[Dataset entries]
.....

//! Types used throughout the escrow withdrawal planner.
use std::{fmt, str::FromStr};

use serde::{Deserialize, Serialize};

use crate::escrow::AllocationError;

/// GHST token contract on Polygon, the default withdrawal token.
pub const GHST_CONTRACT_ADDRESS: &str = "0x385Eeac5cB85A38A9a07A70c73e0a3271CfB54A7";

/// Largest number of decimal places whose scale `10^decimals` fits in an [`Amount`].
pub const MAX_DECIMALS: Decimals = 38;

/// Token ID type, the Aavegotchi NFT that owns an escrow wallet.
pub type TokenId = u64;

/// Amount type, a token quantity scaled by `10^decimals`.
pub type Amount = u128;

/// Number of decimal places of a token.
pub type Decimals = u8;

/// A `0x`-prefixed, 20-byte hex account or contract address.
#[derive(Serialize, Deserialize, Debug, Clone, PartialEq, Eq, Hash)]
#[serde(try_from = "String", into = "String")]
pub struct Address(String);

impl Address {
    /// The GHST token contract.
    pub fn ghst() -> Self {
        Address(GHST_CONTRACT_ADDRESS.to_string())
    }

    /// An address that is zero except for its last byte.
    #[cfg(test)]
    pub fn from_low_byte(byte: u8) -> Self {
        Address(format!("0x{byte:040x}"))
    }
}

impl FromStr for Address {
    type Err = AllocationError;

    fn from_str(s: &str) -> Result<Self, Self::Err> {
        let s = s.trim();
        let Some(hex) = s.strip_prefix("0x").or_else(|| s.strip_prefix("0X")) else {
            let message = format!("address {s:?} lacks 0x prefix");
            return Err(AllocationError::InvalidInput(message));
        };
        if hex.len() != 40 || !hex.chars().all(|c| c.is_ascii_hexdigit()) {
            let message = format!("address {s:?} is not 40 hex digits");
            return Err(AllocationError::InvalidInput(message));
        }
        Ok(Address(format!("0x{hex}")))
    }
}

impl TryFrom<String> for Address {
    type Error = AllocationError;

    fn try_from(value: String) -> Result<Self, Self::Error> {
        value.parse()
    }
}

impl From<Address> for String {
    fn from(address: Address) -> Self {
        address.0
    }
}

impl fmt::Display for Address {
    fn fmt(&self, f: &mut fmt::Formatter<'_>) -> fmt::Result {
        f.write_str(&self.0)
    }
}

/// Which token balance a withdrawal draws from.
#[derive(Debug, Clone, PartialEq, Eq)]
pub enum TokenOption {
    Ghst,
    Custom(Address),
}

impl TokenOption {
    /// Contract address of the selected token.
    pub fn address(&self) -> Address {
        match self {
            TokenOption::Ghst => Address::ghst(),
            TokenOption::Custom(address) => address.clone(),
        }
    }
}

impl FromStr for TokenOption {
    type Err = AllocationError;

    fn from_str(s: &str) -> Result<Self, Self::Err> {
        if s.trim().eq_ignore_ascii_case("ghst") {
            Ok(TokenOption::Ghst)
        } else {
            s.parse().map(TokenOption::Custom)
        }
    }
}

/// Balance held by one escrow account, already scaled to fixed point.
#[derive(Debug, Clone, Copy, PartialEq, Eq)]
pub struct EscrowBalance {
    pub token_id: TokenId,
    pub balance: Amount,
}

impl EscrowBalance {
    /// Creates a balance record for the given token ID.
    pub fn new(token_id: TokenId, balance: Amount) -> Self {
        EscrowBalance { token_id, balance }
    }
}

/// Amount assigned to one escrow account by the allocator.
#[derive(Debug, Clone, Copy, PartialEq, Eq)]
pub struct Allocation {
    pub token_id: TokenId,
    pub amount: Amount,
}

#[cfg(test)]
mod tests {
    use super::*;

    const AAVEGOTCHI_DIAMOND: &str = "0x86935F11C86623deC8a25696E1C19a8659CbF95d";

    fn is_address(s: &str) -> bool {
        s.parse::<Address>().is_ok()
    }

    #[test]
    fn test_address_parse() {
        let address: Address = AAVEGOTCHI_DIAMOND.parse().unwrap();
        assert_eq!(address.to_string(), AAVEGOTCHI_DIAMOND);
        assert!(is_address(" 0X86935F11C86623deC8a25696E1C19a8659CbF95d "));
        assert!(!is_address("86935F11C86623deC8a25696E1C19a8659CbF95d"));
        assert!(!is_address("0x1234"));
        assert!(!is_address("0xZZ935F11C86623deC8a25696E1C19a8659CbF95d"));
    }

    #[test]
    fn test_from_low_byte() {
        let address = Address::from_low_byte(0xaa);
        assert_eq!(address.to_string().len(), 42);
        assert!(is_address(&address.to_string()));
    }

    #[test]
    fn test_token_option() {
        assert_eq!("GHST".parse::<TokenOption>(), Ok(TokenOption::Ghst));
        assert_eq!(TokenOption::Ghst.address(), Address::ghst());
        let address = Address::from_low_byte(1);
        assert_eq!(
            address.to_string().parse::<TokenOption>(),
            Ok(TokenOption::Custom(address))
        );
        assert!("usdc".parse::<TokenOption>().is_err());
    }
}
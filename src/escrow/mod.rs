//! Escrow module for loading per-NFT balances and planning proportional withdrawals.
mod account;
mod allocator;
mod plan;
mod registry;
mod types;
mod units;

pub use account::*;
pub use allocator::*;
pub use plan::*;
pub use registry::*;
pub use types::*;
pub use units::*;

.....

■ **What is needed**
All lines of the entries above where "TokenOption" turns up should be reported.

■ **Solution for this task**
pub enum TokenOption {
impl TokenOption {
            TokenOption::Ghst => Address::ghst(),
            TokenOption::Custom(address) => address.clone(),
impl FromStr for TokenOption {
            Ok(TokenOption::Ghst)
            s.parse().map(TokenOption::Custom)
        assert_eq!("GHST".parse::<TokenOption>(), Ok(TokenOption::Ghst));
        assert_eq!(TokenOption::Ghst.address(), Address::ghst());
            address.to_string().parse::<TokenOption>(),
            Ok(TokenOption::Custom(address))
        assert!("usdc".parse::<TokenOption>().is_err());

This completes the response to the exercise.